Untuk apa berkeluarga? Untuk apa punya anak? Sebuah pertanyaan ringan tapi mendalam. Jawaban dari pertanyaan tersebut, akan beragam tergantung siapa yang menjawab, tergantung persepsi dirinya. Persepsi akan menentukan langkah yang dipilih, akan menentukan haluan yang dituju.
Kalau mau dipahami dari sudut pandang logika ansih materialis, berkeluarga itu absurd. Karena berkeluarga itu jelas susahnya, mengharuskan komitmen, berbiaya besar, high-risk low-gain max-efforts min-results.
Andaipun ada yang bilang, tapi kan bahagia? Nah itu, dalam konsep logika materialis, bahagia itu adalah kesenangan yang bisa disewa, non-permanen, instan dan sekali pakai. Atau bahagia bisa dibeli dengan rupiah.
Bagi orang seperti ini, yang menyangka bahagia bisa disewa, mereka lebih menikmati hubungan tanpa status, punya kenikmatan suami-istri tapi tanpa komitmen. Anak-anak bisa diganti dengan pets, sebagaimana di Jepang atau di Amerika.

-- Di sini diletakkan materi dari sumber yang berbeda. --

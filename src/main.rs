#![cfg_attr(not(debug_assertions), windows_subsystem = "windows")]

use clap::Parser;
use iced::{Application, Settings, Size};

use patch_upscaler::logging::{self, log_message};
use patch_upscaler::{App, AppConfig};

pub fn main() -> iced::Result {
    let config = AppConfig::parse();

    logging::init((!config.no_log_file).then_some(config.log_file.as_path()));
    log_message(&format!(
        "Starting with model {}, {:?} controls, {:?} progress",
        config.model, config.controls, config.progress
    ));

    let mut settings = Settings::with_flags(config);
    settings.window.size = Size::new(1100.0, 800.0);
    settings.default_text_size = 14.into();
    App::run(settings)
}
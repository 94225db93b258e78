//! Sent email message entities.

use uuid::Uuid;

/// A message definition as stored by the message-delivery system.
///
/// Only the attributes the tracking endpoint needs are loaded.
#[derive(Debug, Clone, PartialEq, Eq)]
pub struct MessageItem {
    pub id: Uuid,
    pub name: String,
    pub target_language: String,
}

impl MessageItem {
    /// Creates a new MessageItem instance.
    pub fn new(id: Uuid, name: String, target_language: String) -> Self {
        Self {
            id,
            name,
            target_language,
        }
    }
}

/// A single sent email instance the visitor clicked through from.
///
/// Combines the stored message definition with the per-recipient values
/// carried in the tracking link (test variant and history entry).
/// Immutable once built by the message-context middleware.
#[derive(Debug, Clone, PartialEq, Eq)]
pub struct TrackedMessage {
    pub message_id: Uuid,
    pub target_language: String,
    pub test_value_index: Option<i32>,
    pub email_address_history_entry_id: Option<Uuid>,
}

impl TrackedMessage {
    /// Builds a tracked message from a stored item and link-carried values.
    pub fn from_item(
        item: &MessageItem,
        test_value_index: Option<i32>,
        email_address_history_entry_id: Option<Uuid>,
    ) -> Self {
        Self {
            message_id: item.id,
            target_language: item.target_language.clone(),
            test_value_index,
            email_address_history_entry_id,
        }
    }

    /// Instance identifier of the send.
    ///
    /// Every send of a message shares the message identifier as its instance.
    pub fn instance_id(&self) -> Uuid {
        self.message_id
    }
}

#[cfg(test)]
mod tests {
    use super::*;

    #[test]
    fn test_tracked_message_from_item() {
        let id = Uuid::new_v4();
        let history = Uuid::new_v4();
        let item = MessageItem::new(id, "Spring sale".to_string(), "en".to_string());

        let message = TrackedMessage::from_item(&item, Some(2), Some(history));

        assert_eq!(message.message_id, id);
        assert_eq!(message.target_language, "en");
        assert_eq!(message.test_value_index, Some(2));
        assert_eq!(message.email_address_history_entry_id, Some(history));
    }

    #[test]
    fn test_instance_id_matches_message_id() {
        let item = MessageItem::new(Uuid::new_v4(), "Newsletter".to_string(), "da".to_string());
        let message = TrackedMessage::from_item(&item, None, None);

        assert_eq!(message.instance_id(), message.message_id);
    }
}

Seseorang pernah bertanya dalam sebuah survey sederhana, pasangan-pasangan keluarga di Jepang, "Kenapa pada nggak punya anak?". Jawabannya, karena matematika mereka hebat. Berhitung sampai rinci, kesimpulannya punya anak itu rugi.
Sekali lagi tentang logika materialis. Kita kerja keras bagai quda, hasilnya 70-80% justru untuk anak-anak. Pendidikan, sandang, pangan, papan, ujungnya saat nikah, hasilnya dinikmati orang lain.

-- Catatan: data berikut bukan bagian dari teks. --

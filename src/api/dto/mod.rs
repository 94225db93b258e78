//! Data Transfer Objects for response serialization.

pub mod health;
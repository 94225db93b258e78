//! Business logic services for the application layer.

pub mod open_registrar;
pub mod redirect_resolver;
pub mod redirect_service;

pub use open_registrar::{OpenEventRegistrar, RegistrationOutcome};
pub use redirect_resolver::RedirectResolver;
pub use redirect_service::{
    ClickRequest, LINK_PARAM, RedirectDecision, RedirectError, RedirectKind, RedirectService,
};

Konsep berkeluarga dalam Islam
Itulah pentingnya Islam. Karena Islam memandang manusia tidak hanya fisik tapi juga jiwa, tidak hanya logika tapi juga rasa. Dan dalam Islam, kenikmatan sebab maksiat, itu fatamorgana. Menipu tak hakiki dan memperdaya.

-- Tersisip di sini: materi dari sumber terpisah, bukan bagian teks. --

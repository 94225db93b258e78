//! Repository trait for deduplicated email event registration.

use async_trait::async_trait;
use std::time::Duration;
use thiserror::Error;
use url::form_urlencoded::byte_serialize;
use uuid::Uuid;

use crate::domain::entities::{ContactIdentifier, RegistrationResult};

/// Errors raised by an email event store.
#[derive(Debug, Error)]
pub enum StoreError {
    #[error("event store unavailable: {0}")]
    Unavailable(String),

    #[error("event store did not answer within {0:?}")]
    Timeout(Duration),
}

/// Event store holding "email opened" registrations.
///
/// # Contract
///
/// [`register_email_opened`](Self::register_email_opened) is an atomic
/// register-or-detect-duplicate operation keyed by
/// `(message_id, instance_id, contact)`. Under concurrent callers with the
/// same key, at most one call per `duplicate_window` may report
/// `is_duplicate = false`.
///
/// # Implementations
///
/// - [`crate::infrastructure::event_store::RedisEventStorage`] - `SET NX PX` backed
/// - [`crate::infrastructure::event_store::InMemoryEventStorage`] - single-process store
/// - Test mocks available with `cfg(test)`
#[cfg_attr(test, mockall::automock)]
#[async_trait]
pub trait EmailEventStorage: Send + Sync {
    /// Registers an open unless one was registered within `duplicate_window`.
    ///
    /// # Errors
    ///
    /// Returns [`StoreError::Unavailable`] when the backend cannot be reached.
    async fn register_email_opened(
        &self,
        message_id: Uuid,
        instance_id: Uuid,
        contact: &ContactIdentifier,
        duplicate_window: Duration,
    ) -> Result<RegistrationResult, StoreError>;

    /// Checks if the store backend is healthy.
    async fn health_check(&self) -> bool;
}

/// Builds the store key for an open registration.
///
/// Contact source and identifier are percent-encoded, so a `:` inside either
/// can never shift the boundary between them.
pub fn open_registration_key(
    message_id: Uuid,
    instance_id: Uuid,
    contact: &ContactIdentifier,
) -> String {
    format!(
        "exm:open:{}:{}:{}:{}",
        message_id,
        instance_id,
        encode_component(&contact.source),
        encode_component(&contact.identifier)
    )
}

fn encode_component(value: &str) -> String {
    byte_serialize(value.as_bytes()).collect()
}

#[cfg(test)]
mod tests {
    use super::*;

    #[test]
    fn test_open_registration_key() {
        let id = Uuid::nil();
        let contact = ContactIdentifier::new("exm", "c-1");

        assert_eq!(
            open_registration_key(id, id, &contact),
            "exm:open:00000000-0000-0000-0000-000000000000:00000000-0000-0000-0000-000000000000:exm:c-1"
        );
    }

    #[test]
    fn test_open_registration_key_separates_colon_bearing_contacts() {
        let id = Uuid::nil();
        let first = ContactIdentifier::new("crm:x", "1");
        let second = ContactIdentifier::new("crm", "x:1");

        let first_key = open_registration_key(id, id, &first);
        let second_key = open_registration_key(id, id, &second);

        assert_ne!(first_key, second_key);
        assert!(first_key.ends_with(":crm%3Ax:1"));
        assert!(second_key.ends_with(":crm:x%3A1"));
    }
}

Sebagaimana para pemabuk yang mengira khamr adalah obat, atau pemadat yang mengira narkoba adalah bahagia. Maksiat takkan pernah memberikan kebahagiaan sejati bagi manusia.
Islam memberi bahagia dari definisi yang menciptakan manusia. Dengan komitmen pernikahan, atau menjadikan anak sebagai hiasan terbaik, atau orangtua sebagai sumber bahagia utama.
Maka sebagaimana kita dididik oleh orang tua dengan baik, kita berusaha mendidik anak lebih baik. Karena bahagia itu bukan hanya tentang untung rugi dan hitungan saja, bahagia itu tentang visi hidup, bukan hanya untuk di sini, tapi sampai ke akhirat nanti.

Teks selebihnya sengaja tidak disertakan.